### Task requirements:
Every line of the data that includes "CreateSessionRequest" should be copied out.

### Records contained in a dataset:
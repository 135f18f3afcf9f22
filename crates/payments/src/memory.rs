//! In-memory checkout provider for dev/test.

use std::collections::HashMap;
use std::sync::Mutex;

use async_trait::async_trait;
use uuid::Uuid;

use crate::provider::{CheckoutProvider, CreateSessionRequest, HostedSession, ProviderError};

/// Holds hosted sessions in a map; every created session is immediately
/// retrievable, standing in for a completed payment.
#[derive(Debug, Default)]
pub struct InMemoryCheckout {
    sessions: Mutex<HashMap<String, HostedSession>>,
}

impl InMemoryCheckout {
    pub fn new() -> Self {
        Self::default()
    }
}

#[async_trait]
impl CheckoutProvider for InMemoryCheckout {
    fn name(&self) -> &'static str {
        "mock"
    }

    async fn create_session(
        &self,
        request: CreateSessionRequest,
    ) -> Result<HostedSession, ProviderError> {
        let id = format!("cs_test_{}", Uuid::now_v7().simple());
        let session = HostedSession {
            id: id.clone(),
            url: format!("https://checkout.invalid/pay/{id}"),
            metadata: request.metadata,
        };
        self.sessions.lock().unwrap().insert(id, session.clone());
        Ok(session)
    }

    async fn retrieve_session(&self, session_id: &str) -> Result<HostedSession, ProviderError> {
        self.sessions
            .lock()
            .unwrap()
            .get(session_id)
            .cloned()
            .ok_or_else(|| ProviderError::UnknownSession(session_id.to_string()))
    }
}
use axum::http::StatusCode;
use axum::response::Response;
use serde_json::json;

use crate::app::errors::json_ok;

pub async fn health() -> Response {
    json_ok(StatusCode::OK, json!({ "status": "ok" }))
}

...

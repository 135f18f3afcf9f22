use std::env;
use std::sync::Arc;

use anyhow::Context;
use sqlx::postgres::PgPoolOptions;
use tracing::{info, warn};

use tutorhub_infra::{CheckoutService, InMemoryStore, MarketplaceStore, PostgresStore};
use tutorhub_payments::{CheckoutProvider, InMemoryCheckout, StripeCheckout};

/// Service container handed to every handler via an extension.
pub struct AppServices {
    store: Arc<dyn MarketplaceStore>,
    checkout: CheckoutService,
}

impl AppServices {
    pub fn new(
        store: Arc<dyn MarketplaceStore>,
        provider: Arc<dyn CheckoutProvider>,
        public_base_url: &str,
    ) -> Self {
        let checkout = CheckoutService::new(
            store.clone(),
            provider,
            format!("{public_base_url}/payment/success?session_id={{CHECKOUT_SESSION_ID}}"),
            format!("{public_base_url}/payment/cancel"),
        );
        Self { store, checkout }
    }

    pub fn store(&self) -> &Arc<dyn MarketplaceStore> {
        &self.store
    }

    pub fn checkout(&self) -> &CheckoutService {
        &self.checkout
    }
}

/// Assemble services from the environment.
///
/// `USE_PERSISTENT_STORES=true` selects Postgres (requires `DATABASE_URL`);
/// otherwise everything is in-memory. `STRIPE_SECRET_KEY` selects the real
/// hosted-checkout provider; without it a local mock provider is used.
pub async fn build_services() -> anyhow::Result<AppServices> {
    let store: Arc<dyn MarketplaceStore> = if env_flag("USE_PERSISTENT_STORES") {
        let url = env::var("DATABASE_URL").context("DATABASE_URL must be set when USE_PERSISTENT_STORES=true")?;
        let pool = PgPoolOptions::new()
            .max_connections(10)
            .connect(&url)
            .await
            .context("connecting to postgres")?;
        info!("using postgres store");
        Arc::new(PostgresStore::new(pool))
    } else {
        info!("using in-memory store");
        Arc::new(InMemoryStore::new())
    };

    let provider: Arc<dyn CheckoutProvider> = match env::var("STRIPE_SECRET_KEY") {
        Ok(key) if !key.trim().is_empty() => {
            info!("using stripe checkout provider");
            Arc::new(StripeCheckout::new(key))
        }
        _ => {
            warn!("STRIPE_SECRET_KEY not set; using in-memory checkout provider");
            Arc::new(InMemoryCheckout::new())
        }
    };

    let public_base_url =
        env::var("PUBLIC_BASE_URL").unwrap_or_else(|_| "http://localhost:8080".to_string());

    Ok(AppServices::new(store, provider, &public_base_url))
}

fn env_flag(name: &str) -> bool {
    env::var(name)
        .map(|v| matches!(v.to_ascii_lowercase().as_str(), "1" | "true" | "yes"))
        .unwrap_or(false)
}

### Answer section:
use crate::provider::{CheckoutProvider, CreateSessionRequest, HostedSession, ProviderError};
        request: CreateSessionRequest,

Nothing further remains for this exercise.